**Material shown**
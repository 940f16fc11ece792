//! Error taxonomy for the chat core.
//!
//! ERROR HANDLING
//! ==============
//! None of these are fatal. Each variant ends in a status entry, a dropped
//! event, a scheduled retry, or a value returned to the presentation layer.

#[derive(Debug, Clone, PartialEq, Eq, thiserror::Error)]
pub enum ChatError {
    /// Send attempted while no session is open.
    #[error("transport unavailable: not connected")]
    TransportUnavailable,
    /// Inbound payload failed to decode.
    #[error("malformed payload: {0}")]
    MalformedPayload(String),
    /// The upload collaborator reported a failure.
    #[error("upload failed: {0}")]
    UploadFailed(String),
    /// The active session closed or errored.
    #[error("connection lost: {0}")]
    ConnectionLost(String),
    /// The client runtime task is no longer running.
    #[error("chat client stopped")]
    ClientStopped,
}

**What to work on**
Count the lines of the material holding "String". Report the number alone.

**Answer to the exercise**
3